Just keep in mind that visitors will see a warning in their browsers (like the one below) when connecting to a server that uses a self signed certificate until it is permanently stored in their certificate store.

Generate a Self Signed Certificate using Java Keytool

Now that you know when to use a Keytool self signed certificate, let's create one using a simple Java Keytool command:

  1. Open the command console on whatever operating system you are using and navigate to the directory where keytool.exe is located (usually where the JRE is located, e.g. c:Program FilesJavajre6bin on Windows machines).
  2. Run the following command (where validity is the number of days before the certificate will expire):
    keytool -genkey -keyalg RSA -alias selfsigned -keystore keystore.jks -storepass password -validity 360 -keysize 2048
  3. Fill in the prompts for your organization information. When it asks for your first and last name, enter the domain name of the server that users will be entering to connect to your application (e.g. www.google.com)

This will create a keystore.jks file containing a private key and your sparklingly fresh self signed certificate. Now you just need to configure your Java application to use the .jks file. If you are using Tomcat, you can follow our Tomcat SSL Installation Instructions.

For more information on creating a Java Keytool Self Signed Certificate, see the following links:

Keytool Generate New Private Key Certificate

Originally posted on Sat Oct 30, 2010

Save

Keytool Import Certificate

Save

Save

In order to generate the CSR code on Tomcat, you can use keytool commands.

First, you need to create a keystore that will contain the private key.

Open up a command line interface and run the following command:

keytool -genkey -keysize 2048 -keyalg RSA -alias tomcat -keystore yourkeystore.jks

Keytool Generate New Private Key Mac

You are free to use any custom alias and a keystore name.

Keytool Generate Private Key

You will be asked to enter a password for the keystore. Remember this password for later use. The default value is *changeit*.

After that you will be asked the following questions:

What is your first and last name?enter the *fully qualified domain name* you want to secure with the SSL certificate (ex.: domain.com or sub.domain.com).
What is the name of your organizational unit? – provide the name of a division or department within the organization. For Domain Validation certificates you can enter ‘NA’.
What is the name of your organization? – provide the officially registered name for your business.
What is the name of your City or Locality? – provide the complete name of your city or locality. Please do not use abbreviations.
What is the name of your State or Province? – provide the complete name of your state or region.
What is the two-letter country code for this unit? – enter two-letter code of your country (uppercase).

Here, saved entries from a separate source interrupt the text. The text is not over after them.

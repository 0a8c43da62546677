//! Unified error types for the fulfillment server.

use std::time::Duration;

use axum::http::{header, StatusCode};
use axum::response::{IntoResponse, Response};
use thiserror::Error;

use crate::registry::ActionError;
use crate::server::ListenerKind;

/// Lifecycle and startup errors returned by [`crate::Server`].
#[derive(Error, Debug)]
pub enum ServerError {
    /// Basic auth is enabled but no username is configured.
    #[error("fulfillment: basic auth username is empty")]
    EmptyUsername,

    /// Basic auth is enabled but no hashed password is configured.
    #[error("fulfillment: basic auth hashed password is empty")]
    EmptyHashedPassword,

    /// The server was already started once.
    #[error("fulfillment: server already started")]
    AlreadyStarted,

    /// The server was shut down. Returned by the start functions after a
    /// graceful shutdown, and when starting a server that was shut down.
    #[error("fulfillment: server closed")]
    Closed,

    /// A listener could not bind its address.
    #[error("failed to bind {listener} listener on {addr}: {source}")]
    Bind {
        /// Which listener failed.
        listener: ListenerKind,
        /// The address it tried to bind.
        addr: String,
        /// Underlying IO error.
        #[source]
        source: std::io::Error,
    },

    /// A listener's accept loop failed.
    #[error("{listener} listener failed: {source}")]
    Serve {
        /// Which listener failed.
        listener: ListenerKind,
        /// Underlying IO error.
        #[source]
        source: std::io::Error,
    },

    /// TLS material could not be loaded or configured.
    #[error("tls error: {0}")]
    Tls(#[from] TlsError),

    /// A listener did not finish draining within the shutdown timeout.
    #[error("{listener} listener did not drain within {timeout:?}")]
    ShutdownTimeout {
        /// Which listener is still draining.
        listener: ListenerKind,
        /// The configured drain timeout.
        timeout: Duration,
    },
}

impl ServerError {
    /// Whether this is the graceful-close result rather than a failure.
    pub fn is_closed(&self) -> bool {
        matches!(self, ServerError::Closed)
    }
}

/// Per-request errors raised by the fulfillment dispatcher.
///
/// Each maps to a status code with an empty body; details only go to the log.
#[derive(Error, Debug)]
pub enum DispatchError {
    /// Request used a method other than POST.
    #[error("method {0} not allowed")]
    MethodNotAllowed(axum::http::Method),

    /// The request body could not be read.
    #[error("failed to read request body: {0}")]
    ReadBody(#[source] axum::Error),

    /// The request body is not valid JSON.
    #[error("malformed request envelope: {0}")]
    MalformedEnvelope(#[source] serde_json::Error),

    /// No action is registered under the requested name.
    #[error("action {0} not supported")]
    UnsupportedAction(String),

    /// The action handler returned an error.
    #[error("action {action} failed: {source}")]
    ActionFailed {
        /// The action that failed.
        action: String,
        /// Error returned by the handler.
        #[source]
        source: ActionError,
    },

    /// The response envelope could not be serialized.
    #[error("failed to serialize response for action {action}: {source}")]
    Serialize {
        /// The action whose response failed to serialize.
        action: String,
        /// Underlying serde error.
        #[source]
        source: serde_json::Error,
    },
}

impl DispatchError {
    /// HTTP status reported to the caller.
    pub fn status(&self) -> StatusCode {
        match self {
            DispatchError::MethodNotAllowed(_) => StatusCode::METHOD_NOT_ALLOWED,
            DispatchError::ReadBody(_)
            | DispatchError::MalformedEnvelope(_)
            | DispatchError::UnsupportedAction(_) => StatusCode::BAD_REQUEST,
            DispatchError::ActionFailed { .. } | DispatchError::Serialize { .. } => {
                StatusCode::INTERNAL_SERVER_ERROR
            }
        }
    }

    /// Short label used for the `outcome` metric dimension.
    pub fn outcome(&self) -> &'static str {
        match self {
            DispatchError::MethodNotAllowed(_) => "method_not_allowed",
            DispatchError::ReadBody(_) => "unreadable_body",
            DispatchError::MalformedEnvelope(_) => "malformed",
            DispatchError::UnsupportedAction(_) => "unsupported",
            DispatchError::ActionFailed { .. } => "action_failed",
            DispatchError::Serialize { .. } => "serialize_failed",
        }
    }
}

impl IntoResponse for DispatchError {
    fn into_response(self) -> Response {
        self.status().into_response()
    }
}

/// Basic-auth rejections.
#[derive(Error, Debug)]
pub enum AuthError {
    /// No usable `Authorization: Basic` header was sent.
    #[error("missing basic auth credentials")]
    MissingCredentials,

    /// The username does not match the configured one.
    #[error("unknown username {0}")]
    UnknownUser(String),

    /// The password did not verify against the stored hash.
    #[error("password verification failed: {0}")]
    InvalidPassword(String),
}

impl AuthError {
    /// HTTP status reported to the caller.
    pub fn status(&self) -> StatusCode {
        match self {
            AuthError::MissingCredentials => StatusCode::UNAUTHORIZED,
            AuthError::UnknownUser(_) | AuthError::InvalidPassword(_) => StatusCode::FORBIDDEN,
        }
    }

    /// Short label used for the `reason` metric dimension.
    pub fn reason(&self) -> &'static str {
        match self {
            AuthError::MissingCredentials => "missing_credentials",
            AuthError::UnknownUser(_) => "unknown_user",
            AuthError::InvalidPassword(_) => "invalid_password",
        }
    }
}

impl IntoResponse for AuthError {
    fn into_response(self) -> Response {
        (self.status(), [(header::WWW_AUTHENTICATE, "Basic")]).into_response()
    }
}

/// Certificate cache errors.
#[derive(Error, Debug)]
pub enum CacheError {
    /// Filesystem error in the directory cache.
    #[error("cache io error on {key}: {source}")]
    Io {
        /// Cache key being accessed.
        key: String,
        /// Underlying IO error.
        #[source]
        source: std::io::Error,
    },

    /// Key cannot be mapped to a cache entry.
    #[error("invalid cache key: {0:?}")]
    InvalidKey(String),
}

/// Automatic certificate issuance errors.
#[derive(Error, Debug)]
pub enum AcmeError {
    /// ACME protocol error reported by the client library.
    #[error("acme protocol error: {0}")]
    Protocol(#[from] instant_acme::Error),

    /// Key or CSR generation failed.
    #[error("certificate request generation failed: {0}")]
    Csr(#[from] rcgen::Error),

    /// Certificate cache failed.
    #[error("certificate cache error: {0}")]
    Cache(#[from] CacheError),

    /// Cached account or certificate record is corrupt.
    #[error("invalid cache record: {0}")]
    Record(#[from] serde_json::Error),

    /// Certificate material could not be loaded into rustls.
    #[error("certificate load error: {0}")]
    Tls(#[from] TlsError),

    /// The CA offered no HTTP-01 challenge for the domain.
    #[error("no http-01 challenge offered for {0}")]
    NoHttpChallenge(String),

    /// The order ended in a non-ready state.
    #[error("order for {domain} ended in state {status}")]
    OrderFailed {
        /// Domain being ordered.
        domain: String,
        /// Final order status.
        status: String,
    },

    /// The order did not become ready in time.
    #[error("order for {0} timed out")]
    Timeout(String),
}

/// TLS configuration errors.
#[derive(Error, Debug)]
pub enum TlsError {
    /// Certificate or key file could not be read.
    #[error("failed to read {path}: {source}")]
    Read {
        /// File path.
        path: String,
        /// Underlying IO error.
        #[source]
        source: std::io::Error,
    },

    /// PEM decoding failed.
    #[error("invalid pem: {0}")]
    Pem(#[from] rustls::pki_types::pem::Error),

    /// PEM input held no certificates.
    #[error("no certificates found")]
    NoCertificates,

    /// rustls rejected the key or configuration.
    #[error("rustls error: {0}")]
    Rustls(#[from] rustls::Error),

    /// Neither a domain nor certificate files were provided.
    #[error("tls requires a domain or certificate and key files")]
    MissingCertificate,
}

/// Convenient Result type alias.
pub type Result<T> = std::result::Result<T, ServerError>;

#[cfg(test)]
mod tests {
    use super::*;

    #[test]
    fn dispatch_errors_map_to_status_codes() {
        assert_eq!(
            DispatchError::MethodNotAllowed(axum::http::Method::GET).status(),
            StatusCode::METHOD_NOT_ALLOWED
        );
        assert_eq!(
            DispatchError::UnsupportedAction("missing".into()).status(),
            StatusCode::BAD_REQUEST
        );
        let failed = DispatchError::ActionFailed {
            action: "hello".into(),
            source: "boom".into(),
        };
        assert_eq!(failed.status(), StatusCode::INTERNAL_SERVER_ERROR);
    }

    #[test]
    fn auth_errors_carry_challenge_header() {
        let response = AuthError::UnknownUser("mallory".into()).into_response();
        assert_eq!(response.status(), StatusCode::FORBIDDEN);
        assert_eq!(response.headers()[header::WWW_AUTHENTICATE], "Basic");

        let response = AuthError::MissingCredentials.into_response();
        assert_eq!(response.status(), StatusCode::UNAUTHORIZED);
        assert_eq!(response.headers()[header::WWW_AUTHENTICATE], "Basic");
    }

    #[test]
    fn configuration_errors_are_distinct() {
        assert_ne!(
            ServerError::EmptyUsername.to_string(),
            ServerError::EmptyHashedPassword.to_string()
        );
        assert!(ServerError::Closed.is_closed());
        assert!(!ServerError::AlreadyStarted.is_closed());
    }
}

Add Private Key To Keystore

Then you will be asked if the information you submitted is correct:
Is CN=example.com, OU=Your Organizational Unit, O=Your Organization, L=Your City, ST=Your State, C=Your Country correct?

Please type ‘y’ or ‘yes’ to confirm everything is correct.

After the keystore with the private key is generated, you can use the following command to generate the CSR code:

keytool -certreq -keyalg RSA -alias tomcat -file example.csr -keystore example.jks

You will be prompted to enter keystore password.

Now you have a file called example.csr with the certificate signing request. You can open it with any text editor, copy the content including —–BEGIN CERTIFICATE REQUEST—– and —–END CERTIFICATE REQUEST—– headers and submit it for activation of the certificate purchased with us.

Key

After the certificate is issued, follow the steps from this article to install the SSL certificate on your Tomcat server.